Jour 5 (suite) : Tentative d’ascension du sommet du Mont-Blanc (D+:1300 D-:1300 11,30km)

Préambule : voici le descriptif de la mission du jour  (nous sommes au refuge du goûter et ce matin nous étions à Tête Rousse):

http://www.camptocamp.org/routes/53781/fr/mont-blanc-arete-des-bosses

http://www.camptocamp.org/routes/53781/fr/mont-blanc-arete-des-bosses

Depuis le refuge du Goûter, gravir la calotte glacière haute d’une vingtaine de mètres surplombant ce dernier pour rejoindre l’arête.
Suivre cette arête (15min) pour rejoindre les pentes W du Dôme du Goûter. Les gravir et couper dans les pentes sommitales du Dôme, versant Grands Mulets, pour passer sous le sommet (à 10/15m de dénivellation du sommet). Descendre environ une cinquantaine de mètres de dénivellation et traverser le Col du Dôme du Goûter.
En cas de mauvais temps, il est préférable de faire demi-tour au Dôme du Goûter. Au retour, il est nécessaire d’être doté d’un matériel d’orientation précis (trace GPS).

Remonter sur 100m les pentes W et rejoindre l’abri de secours Vallot (2h00).

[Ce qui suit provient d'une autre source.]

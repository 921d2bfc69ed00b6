// This file is part of inplace-vec.
// SPDX-License-Identifier: MIT OR Apache-2.0

//! `serde` support for [`InplaceVec`](crate::InplaceVec).
//!
//! - **Serialize**: as a sequence of the `len` occupied elements.
//! - **Deserialize**: from any sequence of at most `N` elements. Longer input
//!   is rejected with a `too many elements (capacity N)` error.
//!
//! Elements are written straight into uninitialized storage as they arrive,
//! so `T` needs neither `Default` nor `Clone`.

// Crate imports
use crate::vec::InplaceVec;

// Core imports
use core::{fmt, marker::PhantomData};

// External imports - serde
use serde::{de, ser, Deserialize, Deserializer, Serialize, Serializer};

impl<T: Serialize, const N: usize> Serialize for InplaceVec<T, N> {
    fn serialize<S: Serializer>(&self, s: S) -> Result<S::Ok, S::Error> {
        use ser::SerializeSeq;
        let sl = self.as_slice();
        let mut seq = s.serialize_seq(Some(sl.len()))?;
        for item in sl {
            seq.serialize_element(item)?;
        }
        seq.end()
    }
}

struct VecVisitor<T, const N: usize>(PhantomData<T>);

impl<'de, T: Deserialize<'de>, const N: usize> de::Visitor<'de> for VecVisitor<T, N> {
    type Value = InplaceVec<T, N>;

    fn expecting(&self, f: &mut fmt::Formatter) -> fmt::Result {
        write!(f, "array or sequence with at most {} elements", N)
    }

    fn visit_seq<A: de::SeqAccess<'de>>(self, mut a: A) -> Result<Self::Value, A::Error> {
        if a.size_hint().is_some_and(|n| n > N) {
            return Err(de::Error::custom(format_args!("too many elements (capacity {N})")));
        }
        let mut out = InplaceVec::<T, N>::new();
        while let Some(elem) = a.next_element::<T>()? {
            out.try_push(elem)
                .map_err(|_| de::Error::custom(format_args!("too many elements (capacity {N})")))?;
        }
        Ok(out)
    }
}

impl<'de, T: Deserialize<'de>, const N: usize> Deserialize<'de> for InplaceVec<T, N> {
    fn deserialize<D: Deserializer<'de>>(d: D) -> Result<Self, D::Error> {
        d.deserialize_seq(VecVisitor::<T, N>(PhantomData))
    }
}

Gravir ensuite les ressauts successifs de l’arête des bosses proprement dite. La première bosse est assez raide (35°) et parfois crevassée. La troisième bosse présente une arête pouvant être effilée. Tracer alors sur son flanc gauche (NE). Gravir ensuite deux murs et terminer l’ascension par une longue arête effilée menant au sommet. (2h00)

 

Vendredi 15/07 12h00 :  On a mis 30 minutes pour se préparer. On a sorti les collants, les sous-pulls, les t-shirts respirants, les plus grosses chaussettes possibles et nos vestes Gore-Tex.  Le casque reste au placard. On a laissé dans notre seul et unique sac d’alpinisme nos doudounes, et quelques affaires chaudes (moufles, …), un camel back pour l’eau.  Suite au consigne de Philippe notre guide, nous avons allégé au maximum la charge à porter. Nous avons pris le sac de Pierrot, bien plus adapté à l’alpinisme que celui de Romano. Nous emmenons un appareil photo et une caméra. Nous ne savons pas si nous pourrons les sortir.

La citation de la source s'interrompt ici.